Though this may seem more a study of provincial angst than a police procedural, the most angst-ridden and the center of the story is a former homicide cop, Inspector Sanzio (well played by noted director and theater man Toni Servillo). He's newly arrived in these parts (Carnia, in the Friuli), but his instincts were immediately awakened by Marta's disappearance. Than Anna Nadal (Alessia Piovan) is found dead by the side of the lake, arranged in a peaceful position and with a coat over her naked body.
Anna has a father, Davide Nadal (Marco Baliani), who loved her excessively; his videos of her have an almost voyeuristic quality. The father of Mario (Omero Antonutti), hated Anna because she had thin legs, and he saw her often running up in the mountains. She was a gifted hockey player, but has recently quit and only runs. The autopsy reveals surprising things about Anna. She has a boyfriend, Alfredo (Nello Mascia), who goes into a funk and stops reporting to work. He's found trying to erase Anna's CD-Roms and with other incriminating evidence. There's another man who says Anna had a crush on him. Meanwhile we get to know the stony-faced but technically impeccable Inspector Sanzio further. His wife is (Anna Bonaiuto) elsewhere and he is hiding secrets about her from his daughter Francesca (Giulia Michelini), which whom he has an uneasy relationship This may seem revealing too much, but when we know this, we still know little; the essential information is yet to come along with the confession of the murderer. That scene is a little too collegial and flat for anyone with a taste for noir. But this is never noir (black); it's gray, gray and misty. And in this "existential" approach to murderthough this is hardly newit's not so important Whodunit as what's motivating everyone, and how much lies hidden in a seemingly quiet, well-behaved town, the turbulence below the placid surface of the lake.

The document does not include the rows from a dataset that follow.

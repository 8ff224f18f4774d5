// src/dag/mod.rs

//! Task graph, ready queue and scheduling.
//!
//! - [`work_set`] holds the insertion-ordered navigable set used as the
//!   ready queue.
//! - [`graph`] holds the task graph (explicit and discovered edges).
//! - [`scheduler`] contains the per-run state machine that decides which
//!   tasks are ready, and hands them out one by one.
//! - [`task_info`] provides task metadata and scheduled task types.
//! - [`scheduler_step`] defines the result type for scheduler steps.
//! - [`state_manager`] manages per-run state transitions.

pub mod graph;
pub mod scheduler;
pub mod scheduler_step;
pub mod state_manager;
pub mod task_info;
pub mod work_set;

pub use graph::DagGraph;
pub use scheduler::Scheduler;
pub use scheduler_step::SchedulerStep;
pub use task_info::{ScheduledTask, TaskRunState};
pub use work_set::{OrderedEntry, OrderedWorkSet};
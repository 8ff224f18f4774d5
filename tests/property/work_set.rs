use buildplan::dag::OrderedWorkSet;
use buildplan::errors::WorkSetError;
use proptest::prelude::*;

#[derive(Debug, Clone)]
enum Op {
    Add(u8),
    Remove(u8),
    PollFirst,
    PollLast,
}

fn op_strategy() -> impl Strategy<Value = Op> {
    // Small element domain so adds and removes collide often.
    prop_oneof![
        4 => (0..16u8).prop_map(Op::Add),
        2 => (0..16u8).prop_map(Op::Remove),
        1 => Just(Op::PollFirst),
        1 => Just(Op::PollLast),
    ]
}

proptest! {
    #[test]
    fn behaves_like_an_insertion_ordered_vec(ops in proptest::collection::vec(op_strategy(), 0..200)) {
        let mut set: OrderedWorkSet<u8> = OrderedWorkSet::new();
        let mut model: Vec<u8> = Vec::new();

        for op in ops {
            match op {
                Op::Add(e) => {
                    let fresh = !model.contains(&e);
                    if fresh {
                        model.push(e);
                    }
                    prop_assert_eq!(set.add(e), fresh);
                }
                Op::Remove(e) => {
                    let position = model.iter().position(|&m| m == e);
                    if let Some(i) = position {
                        model.remove(i);
                    }
                    prop_assert_eq!(set.remove(&e), position.is_some());
                }
                Op::PollFirst => {
                    let expected = if model.is_empty() { None } else { Some(model.remove(0)) };
                    prop_assert_eq!(set.poll_first().ok(), expected);
                }
                Op::PollLast => {
                    prop_assert_eq!(set.poll_last().ok(), model.pop());
                }
            }

            prop_assert!(set.is_consistent());
            prop_assert_eq!(set.len(), model.len());
            prop_assert_eq!(set.to_vec(), model.clone());
        }

        if model.is_empty() {
            prop_assert_eq!(set.first(), Err(WorkSetError::Empty));
        } else {
            prop_assert_eq!(set.first().ok(), model.first());
            prop_assert_eq!(set.last().ok(), model.last());
        }
    }

    #[test]
    fn neighbours_follow_insertion_order(elements in proptest::collection::btree_set(any::<u16>(), 1..50)) {
        let order: Vec<u16> = elements.into_iter().rev().collect();
        let set: OrderedWorkSet<u16> = order.iter().copied().collect();

        for (i, e) in order.iter().enumerate() {
            let before = i.checked_sub(1).map(|j| &order[j]);
            let after = order.get(i + 1);
            prop_assert_eq!(set.lower(e).unwrap(), before);
            prop_assert_eq!(set.higher(e).unwrap(), after);
            prop_assert_eq!(set.floor(e).unwrap(), Some(e));
            prop_assert_eq!(set.ceiling(e).unwrap(), Some(e));
        }

        let reversed: Vec<u16> = set.descending_iter().copied().collect();
        let mut expected = order.clone();
        expected.reverse();
        prop_assert_eq!(reversed, expected);
    }
}
// src/main.rs

use buildplan::{cli, logging, run};

#[tokio::main]
async fn main() {
    if let Err(err) = run_main().await {
        eprintln!("buildplan error: {err:?}");
        std::process::exit(1);
    }
}

async fn run_main() -> anyhow::Result<()> {
    let args = cli::parse();
    logging::init_logging(args.log_level)?;
    run(args).await
}
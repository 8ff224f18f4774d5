// src/config/model.rs

use std::collections::BTreeMap;

use serde::Deserialize;

use crate::types::DispatchOrder;

/// Top-level build description as read from a TOML file.
///
/// ```toml
/// [config]
/// dispatch_order = "first"
///
/// [task.generate.properties]
/// out = { output = "build/gen" }
///
/// [task.compile]
/// after = ["lint"]
/// [task.compile.properties]
/// sources = { output_of = "generate" }
/// ```
///
/// This is the unchecked form; convert it with `ConfigFile::try_from` to get
/// a validated [`ConfigFile`].
#[derive(Debug, Clone, Deserialize)]
pub struct RawConfigFile {
    /// Global behaviour config from `[config]`.
    #[serde(default)]
    pub config: ConfigSection,

    /// All tasks from `[task.<name>]`, keyed by task name.
    #[serde(default)]
    pub task: BTreeMap<String, TaskConfig>,
}

/// A build description that passed validation.
#[derive(Debug, Clone)]
pub struct ConfigFile {
    pub config: ConfigSection,
    pub task: BTreeMap<String, TaskConfig>,
}

impl ConfigFile {
    /// Skip validation. Only the validator and tests should need this.
    pub fn new_unchecked(config: ConfigSection, task: BTreeMap<String, TaskConfig>) -> Self {
        Self { config, task }
    }

    pub fn task_names(&self) -> impl Iterator<Item = &str> {
        self.task.keys().map(String::as_str)
    }
}

/// `[config]` section.
#[derive(Debug, Clone, Default, Deserialize)]
pub struct ConfigSection {
    /// Which end of the ready queue the scheduler polls.
    #[serde(default)]
    pub dispatch_order: DispatchOrder,

    /// Abort planning when walking any task reports validation problems.
    #[serde(default)]
    pub fail_on_diagnostics: bool,
}

/// `[task.<name>]` section.
#[derive(Debug, Clone, Default, Deserialize)]
pub struct TaskConfig {
    /// Explicit dependencies: this task waits for all tasks listed here.
    #[serde(default)]
    pub after: Vec<String>,

    /// Free-form text shown in plan output.
    #[serde(default)]
    pub description: Option<String>,

    /// The task's configuration, walked to discover implicit dependencies.
    #[serde(default)]
    pub properties: toml::Table,
}
// src/config/loader.rs

use std::fs;
use std::path::{Path, PathBuf};

use tracing::debug;

use crate::config::model::{ConfigFile, RawConfigFile};
use crate::errors::Result;

/// Load a build description from a given path and return the raw `RawConfigFile`.
///
/// This only performs TOML deserialization; it does **not** perform semantic
/// validation. Use [`load_and_validate`] for that.
pub fn load_from_path(path: impl AsRef<Path>) -> Result<RawConfigFile> {
    let path = path.as_ref();
    let contents = fs::read_to_string(path)?;

    let config: RawConfigFile = toml::from_str(&contents)?;
    debug!(path = %path.display(), tasks = config.task.len(), "parsed build description");

    Ok(config)
}

/// Load a build description from path and validate it.
///
/// - Reads TOML.
/// - Applies defaults (handled by `serde` + `Default` impls).
/// - Checks for:
///   - unknown or self-referencing `after` entries,
///   - `output_of` / `value_of` references to unknown tasks,
///   - cycles among explicit `after` edges.
pub fn load_and_validate(path: impl AsRef<Path>) -> Result<ConfigFile> {
    let raw_config = load_from_path(&path)?;
    let config = ConfigFile::try_from(raw_config)?;
    Ok(config)
}

/// Default build description path: `Buildplan.toml` in the current directory.
pub fn default_config_path() -> PathBuf {
    PathBuf::from("Buildplan.toml")
}
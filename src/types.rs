use std::str::FromStr;
use serde::Deserialize;

/// Which end of the ready queue the scheduler dispatches from.
///
/// - `First`: oldest ready task first (`poll_first`, default behaviour).
/// - `Last`: most recently readied task first (`poll_last`). Useful to
///   finish one chain before starting unrelated work.
#[derive(Debug, Clone, Copy, PartialEq, Eq, Deserialize)]
#[serde(rename_all = "lowercase")]
pub enum DispatchOrder {
    First,
    Last,
}

impl Default for DispatchOrder {
    fn default() -> Self {
        DispatchOrder::First
    }
}

impl FromStr for DispatchOrder {
    type Err = String;

    fn from_str(s: &str) -> Result<Self, Self::Err> {
        match s.trim().to_lowercase().as_str() {
            "first" | "fifo" => Ok(DispatchOrder::First),
            "last" | "lifo" => Ok(DispatchOrder::Last),
            other => Err(format!(
                "invalid dispatch_order: {other} (expected \"first\" or \"last\")"
            )),
        }
    }
}
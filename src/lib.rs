// certbucket - Finds exposed object-storage buckets from the certificate stream
// Copyright (C) 2025 Marc Rivero (@seifreed)
// Licensed under GPL-3.0

//! certbucket watches the public certificate stream, reduces every subject
//! name to its registrable domain and probes object storage for a bucket of
//! the same name.

pub mod cli;
pub mod commands;
pub mod config;
pub mod error;
pub mod pipeline;

// Re-export commonly used types
pub use crate::cli::Args;
pub use crate::config::PipelineConfig;
pub use crate::error::PipelineError;
pub use crate::pipeline::Pipeline;

/// Result type for certbucket operations
pub type Result<T> = anyhow::Result<T>;

/// Error type for certbucket operations
pub use anyhow::Error;
// Certstream pipeline arguments
// Copyright (C) 2025 Marc Rivero (@seifreed)
// Licensed under GPL-3.0

use crate::config::PipelineConfig;
use crate::error::PipelineError;
use clap::Args;
use std::path::PathBuf;

/// Certificate stream to bucket probe pipeline options
///
/// Every flag overrides the matching field of the TOML configuration file
/// (or the built-in default when no file is given).
#[derive(Args, Debug, Clone, Default)]
pub struct CertstreamArgs {
    /// Pipeline configuration file (TOML)
    #[arg(short = 'c', long = "config", value_name = "FILE")]
    pub config: Option<PathBuf>,

    /// Write an example configuration file and exit
    #[arg(long = "config-example", value_name = "FILE")]
    pub config_example: Option<PathBuf>,

    /// Certstream websocket URL
    #[arg(long = "stream-url", value_name = "URL")]
    pub stream_url: Option<String>,

    /// Public Suffix List file
    #[arg(long = "suffix-list", value_name = "FILE")]
    pub suffix_list: Option<PathBuf>,

    /// Soft cap per queue, 0 for unbounded
    #[arg(long = "queue-capacity", value_name = "N")]
    pub queue_capacity: Option<usize>,

    /// Simultaneous bucket probes
    #[arg(short = 'n', long = "probe-concurrency", value_name = "N")]
    pub probe_concurrency: Option<usize>,

    /// Metrics interval in seconds, 0 to disable
    #[arg(long = "report-interval", value_name = "SECONDS")]
    pub report_interval: Option<u64>,

    /// S3-compatible endpoint to probe
    #[arg(long = "probe-endpoint", value_name = "URL")]
    pub probe_endpoint: Option<String>,

    /// Per-probe timeout in seconds
    #[arg(long = "probe-timeout", value_name = "SECONDS")]
    pub probe_timeout: Option<u64>,
}

impl CertstreamArgs {
    /// Resolve the effective configuration: file (or defaults), then flags
    pub fn to_config(&self) -> Result<PipelineConfig, PipelineError> {
        let mut config = match &self.config {
            Some(path) => PipelineConfig::from_file(&path.to_string_lossy())?,
            None => PipelineConfig::default(),
        };

        if let Some(url) = &self.stream_url {
            config.stream_url = url.clone();
        }
        if let Some(path) = &self.suffix_list {
            config.suffix_list_path = path.clone();
        }
        if let Some(capacity) = self.queue_capacity {
            config.queue_capacity = capacity;
        }
        if let Some(n) = self.probe_concurrency {
            config.probe_concurrency = n;
        }
        if let Some(secs) = self.report_interval {
            config.report_interval_secs = secs;
        }
        if let Some(endpoint) = &self.probe_endpoint {
            config.probe_endpoint = endpoint.clone();
        }
        if let Some(secs) = self.probe_timeout {
            config.probe_timeout_secs = secs;
        }

        config.validate()?;
        Ok(config)
    }
}
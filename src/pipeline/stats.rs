// Pipeline Statistics Tracker
//
// Lock-free counters shared by every stage, plus a serializable snapshot

use serde::{Deserialize, Serialize};
use std::sync::Arc;
use std::sync::atomic::{AtomicU64, Ordering};
use std::time::Instant;

/// Point-in-time view of pipeline statistics
#[derive(Debug, Clone, Default, PartialEq, Serialize, Deserialize)]
pub struct Stats {
    /// Hostnames pushed by the ingestor
    pub ingested: u64,
    /// Stream messages that failed to decode
    pub decode_errors: u64,
    /// Hostnames rejected by the noise filters
    pub rejected: u64,
    /// Internationalized hostnames discarded
    pub internationalized: u64,
    /// Non-ASCII hostnames IDNA could not convert
    pub idna_errors: u64,
    /// Hostnames without a registrable domain
    pub unresolved: u64,
    /// Domain records produced
    pub normalized: u64,
    /// Probe candidates produced
    pub candidates: u64,
    /// Candidates probed (success or not)
    pub checked: u64,
    /// Candidates with at least one positive finding
    pub found: u64,
    /// Probes that ended in an error
    pub probe_errors: u64,
    /// Current depth of the event queue
    pub event_queue: usize,
    /// Current depth of the domain queue
    pub domain_queue: usize,
    /// Current depth of the probe queue
    pub probe_queue: usize,
    /// Elements dropped across all queues
    pub dropped: u64,
    /// Seconds since the tracker was created
    pub uptime_secs: u64,
}

#[derive(Default)]
struct Counters {
    ingested: AtomicU64,
    decode_errors: AtomicU64,
    rejected: AtomicU64,
    internationalized: AtomicU64,
    idna_errors: AtomicU64,
    unresolved: AtomicU64,
    normalized: AtomicU64,
    candidates: AtomicU64,
    checked: AtomicU64,
    found: AtomicU64,
    probe_errors: AtomicU64,
}

/// Thread-safe statistics tracker
#[derive(Clone)]
pub struct StatsTracker {
    counters: Arc<Counters>,
    start_time: Instant,
}

impl StatsTracker {
    /// Create a new statistics tracker
    pub fn new() -> Self {
        Self {
            counters: Arc::new(Counters::default()),
            start_time: Instant::now(),
        }
    }

    pub fn increment_ingested(&self) {
        self.counters.ingested.fetch_add(1, Ordering::Relaxed);
    }

    pub fn increment_decode_errors(&self) {
        self.counters.decode_errors.fetch_add(1, Ordering::Relaxed);
    }

    pub fn increment_rejected(&self) {
        self.counters.rejected.fetch_add(1, Ordering::Relaxed);
    }

    pub fn increment_internationalized(&self) {
        self.counters.internationalized.fetch_add(1, Ordering::Relaxed);
    }

    pub fn increment_idna_errors(&self) {
        self.counters.idna_errors.fetch_add(1, Ordering::Relaxed);
    }

    pub fn increment_unresolved(&self) {
        self.counters.unresolved.fetch_add(1, Ordering::Relaxed);
    }

    pub fn increment_normalized(&self) {
        self.counters.normalized.fetch_add(1, Ordering::Relaxed);
    }

    pub fn increment_candidates(&self) {
        self.counters.candidates.fetch_add(1, Ordering::Relaxed);
    }

    /// Count one finished probe. Returns the new total.
    pub fn increment_checked(&self) -> u64 {
        self.counters.checked.fetch_add(1, Ordering::Relaxed) + 1
    }

    pub fn increment_found(&self) {
        self.counters.found.fetch_add(1, Ordering::Relaxed);
    }

    pub fn increment_probe_errors(&self) {
        self.counters.probe_errors.fetch_add(1, Ordering::Relaxed);
    }

    /// Candidates probed so far
    pub fn checked(&self) -> u64 {
        self.counters.checked.load(Ordering::Relaxed)
    }

    /// Candidates with a positive finding so far
    pub fn found(&self) -> u64 {
        self.counters.found.load(Ordering::Relaxed)
    }

    /// Snapshot of the counters. Queue depths are left at zero; the pipeline
    /// context fills them in.
    pub fn get_snapshot(&self) -> Stats {
        let c = &self.counters;
        Stats {
            ingested: c.ingested.load(Ordering::Relaxed),
            decode_errors: c.decode_errors.load(Ordering::Relaxed),
            rejected: c.rejected.load(Ordering::Relaxed),
            internationalized: c.internationalized.load(Ordering::Relaxed),
            idna_errors: c.idna_errors.load(Ordering::Relaxed),
            unresolved: c.unresolved.load(Ordering::Relaxed),
            normalized: c.normalized.load(Ordering::Relaxed),
            candidates: c.candidates.load(Ordering::Relaxed),
            checked: c.checked.load(Ordering::Relaxed),
            found: c.found.load(Ordering::Relaxed),
            probe_errors: c.probe_errors.load(Ordering::Relaxed),
            uptime_secs: self.start_time.elapsed().as_secs(),
            ..Default::default()
        }
    }

    /// Probes completed per second since start
    pub fn get_probe_rate(&self) -> f64 {
        let elapsed_secs = self.start_time.elapsed().as_secs_f64();
        if elapsed_secs > 0.0 {
            self.checked() as f64 / elapsed_secs
        } else {
            0.0
        }
    }
}

impl Default for StatsTracker {
    fn default() -> Self {
        Self::new()
    }
}
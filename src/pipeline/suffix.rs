// Public Suffix Resolution
//
// Splits a hostname into registrable label and public suffix using the
// Public Suffix List, loaded once at startup.

use super::Result;
use crate::error::PipelineError;
use publicsuffix::{List, Psl};
use std::path::Path;
use tracing::info;

/// Registrable domain / suffix pair (`example` / `com` for `shop.example.com`)
#[derive(Debug, Clone, PartialEq, Eq)]
pub struct DomainParts {
    pub domain: String,
    pub suffix: String,
}

/// Resolves hostnames against a public suffix database
pub trait SuffixResolver: Send + Sync {
    /// Returns `None` when the name has no registrable part (e.g. a bare suffix)
    fn resolve(&self, host: &str) -> Option<DomainParts>;
}

/// Public Suffix List backed resolver
pub struct SuffixDatabase {
    list: List,
}

impl SuffixDatabase {
    /// Load the list from a `public_suffix_list.dat` file
    pub fn load(path: impl AsRef<Path>) -> Result<Self> {
        let path = path.as_ref();
        let content =
            std::fs::read_to_string(path).map_err(|e| PipelineError::SuffixDatabase {
                path: path.display().to_string(),
                reason: e.to_string(),
            })?;

        let db = Self::parse(&content).map_err(|e| match e {
            PipelineError::SuffixDatabase { reason, .. } => PipelineError::SuffixDatabase {
                path: path.display().to_string(),
                reason,
            },
            other => other,
        })?;

        info!("Loaded public suffix database from {}", path.display());
        Ok(db)
    }

    /// Parse list content already in memory
    pub fn parse(content: &str) -> Result<Self> {
        let list: List = content.parse().map_err(|e: publicsuffix::Error| {
            PipelineError::SuffixDatabase {
                path: "<memory>".to_string(),
                reason: e.to_string(),
            }
        })?;

        Ok(Self { list })
    }
}

impl SuffixResolver for SuffixDatabase {
    fn resolve(&self, host: &str) -> Option<DomainParts> {
        let host = host.trim_end_matches('.');
        let domain = self.list.domain(host.as_bytes())?;
        let suffix = std::str::from_utf8(domain.suffix().as_bytes()).ok()?;
        let full = std::str::from_utf8(domain.as_bytes()).ok()?;

        // full is "<label>.<suffix>"
        let label = full.strip_suffix(suffix)?.strip_suffix('.')?;
        if label.is_empty() {
            return None;
        }

        Some(DomainParts {
            domain: label.to_string(),
            suffix: suffix.to_string(),
        })
    }
}
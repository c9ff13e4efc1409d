// Stream Ingestor - Pulls subject CNs off the certificate stream
//
// Deliberately minimal: every extracted name goes onto the event queue and
// all filtering happens in the normalizer.

use super::context::PipelineContext;
use super::transport::TransportEvent;
use super::types::RawEvent;
use super::Result;
use crate::error::PipelineError;
use serde_json::Value;
use std::sync::Arc;
use tokio::sync::mpsc;
use tracing::{error, info, warn};

/// Certstream message type carrying a certificate
const CERTIFICATE_UPDATE: &str = "certificate_update";

/// Extract `data.leaf_cert.subject.CN` from a certstream message.
///
/// `Ok(None)` covers the benign cases: heartbeats, other message types and
/// certificates without a CN. Anything malformed is an error.
pub fn extract_common_name(message: &str) -> Result<Option<RawEvent>> {
    let value: Value = serde_json::from_str(message).map_err(|e| PipelineError::Decode {
        message: e.to_string(),
    })?;

    if let Some(kind) = value.get("message_type").and_then(Value::as_str)
        && kind != CERTIFICATE_UPDATE
    {
        return Ok(None);
    }

    match value.pointer("/data/leaf_cert/subject/CN") {
        None | Some(Value::Null) => Ok(None),
        Some(Value::String(cn)) => Ok(Some(cn.clone())),
        Some(other) => Err(PipelineError::Decode {
            message: format!("subject CN is not a string: {}", other),
        }),
    }
}

/// Ingestor stage
pub struct StreamIngestor {
    ctx: Arc<PipelineContext>,
}

impl StreamIngestor {
    pub fn new(ctx: Arc<PipelineContext>) -> Self {
        Self { ctx }
    }

    /// Consume transport events until the transport closes or the pipeline is cancelled
    pub async fn run(self, mut events: mpsc::Receiver<TransportEvent>) {
        info!("Starting to stream certs....");
        let cancel = self.ctx.cancel_token().clone();

        loop {
            let event = tokio::select! {
                _ = cancel.cancelled() => break,
                event = events.recv() => event,
            };

            match event {
                Some(event) => self.handle(event),
                None => {
                    warn!("Certificate stream closed");
                    break;
                }
            }
        }

        info!("Stream ingestor stopped");
    }

    pub fn handle(&self, event: TransportEvent) {
        match event {
            TransportEvent::Message(message) => match extract_common_name(&message) {
                Ok(Some(cn)) => {
                    self.ctx.stats.increment_ingested();
                    let events = &self.ctx.events;
                    if events.put(cn).is_dropped() {
                        warn!("{} queue full, dropping certificate", events.name());
                    }
                }
                Ok(None) => {}
                Err(e) => {
                    self.ctx.stats.increment_decode_errors();
                    error!("{}", e);
                }
            },
            TransportEvent::Error(e) => error!("{}", e),
        }
    }
}
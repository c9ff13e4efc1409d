// Bucket Probe - Checks whether a candidate name exists as a storage bucket
//
// The checker only depends on the BucketProbe trait; S3Probe is the HTTP
// implementation used by the binary.

use super::Result;
use crate::error::PipelineError;
use async_trait::async_trait;
use reqwest::StatusCode;
use serde::{Deserialize, Serialize};
use std::fmt;
use std::time::Duration;
use tracing::debug;

/// Default S3 endpoint (path-style requests)
pub const DEFAULT_S3_ENDPOINT: &str = "https://s3.amazonaws.com";

/// Default per-request timeout
pub const DEFAULT_PROBE_TIMEOUT: Duration = Duration::from_secs(10);

/// Positive probe classification
#[derive(Debug, Clone, Copy, PartialEq, Eq, Serialize, Deserialize)]
pub enum Finding {
    /// Bucket exists and is listable anonymously
    Public,
    /// Bucket exists but access is denied
    Protected,
    /// Bucket exists in another region
    OtherRegion,
}

impl fmt::Display for Finding {
    fn fmt(&self, f: &mut fmt::Formatter<'_>) -> fmt::Result {
        let label = match self {
            Finding::Public => "PUBLIC",
            Finding::Protected => "FORBIDDEN",
            Finding::OtherRegion => "REDIRECT",
        };
        f.write_str(label)
    }
}

/// A bucket existence check
#[async_trait]
pub trait BucketProbe: Send + Sync {
    /// Probe one candidate. An empty vector means nothing was found.
    async fn probe(&self, candidate: &str) -> Result<Vec<Finding>>;
}

/// Map an S3 response status to a finding.
///
/// `Ok(None)` means the bucket does not exist; unexpected statuses are errors.
pub fn classify_status(status: StatusCode) -> std::result::Result<Option<Finding>, StatusCode> {
    match status {
        StatusCode::OK => Ok(Some(Finding::Public)),
        StatusCode::FORBIDDEN => Ok(Some(Finding::Protected)),
        StatusCode::MOVED_PERMANENTLY | StatusCode::TEMPORARY_REDIRECT => {
            Ok(Some(Finding::OtherRegion))
        }
        StatusCode::NOT_FOUND => Ok(None),
        other => Err(other),
    }
}

/// HTTP probe against an S3-compatible endpoint
pub struct S3Probe {
    client: reqwest::Client,
    endpoint: String,
    timeout: Duration,
}

impl S3Probe {
    /// Create a probe for `endpoint` (e.g. `https://s3.amazonaws.com`)
    pub fn new(endpoint: &str, timeout: Duration) -> Result<Self> {
        url::Url::parse(endpoint)?;

        let client = reqwest::Client::builder()
            .timeout(timeout)
            .redirect(reqwest::redirect::Policy::none())
            .pool_max_idle_per_host(10)
            .build()?;

        Ok(Self {
            client,
            endpoint: endpoint.trim_end_matches('/').to_string(),
            timeout,
        })
    }

    fn bucket_url(&self, candidate: &str) -> String {
        format!("{}/{}", self.endpoint, candidate)
    }
}

#[async_trait]
impl BucketProbe for S3Probe {
    async fn probe(&self, candidate: &str) -> Result<Vec<Finding>> {
        let url = self.bucket_url(candidate);
        let response = self.client.head(&url).send().await.map_err(|e| {
            if e.is_timeout() {
                PipelineError::Timeout {
                    duration: self.timeout,
                }
            } else {
                PipelineError::RequestError(e)
            }
        })?;
        let status = response.status();

        debug!("HEAD {} -> {}", url, status);

        match classify_status(status) {
            Ok(Some(finding)) => Ok(vec![finding]),
            Ok(None) => Ok(Vec::new()),
            Err(status) => Err(PipelineError::Probe {
                candidate: candidate.to_string(),
                details: format!("unexpected status {}", status),
            }),
        }
    }
}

Andrea Molaioli has worked with directors Nanni Moretti, Carlo Mazzacurati, and Daniele Lucchetti. The Girl by the Lake/La ragazza del lago swept the Italian Oscars with ten Davide di Donatello awards including Best Film, Best Director, Best Editing, Best Actor (Servillo) and Best Screenplay. Shown at the Open Roads: New Italian Cinema series at Lincoln Center June 2008.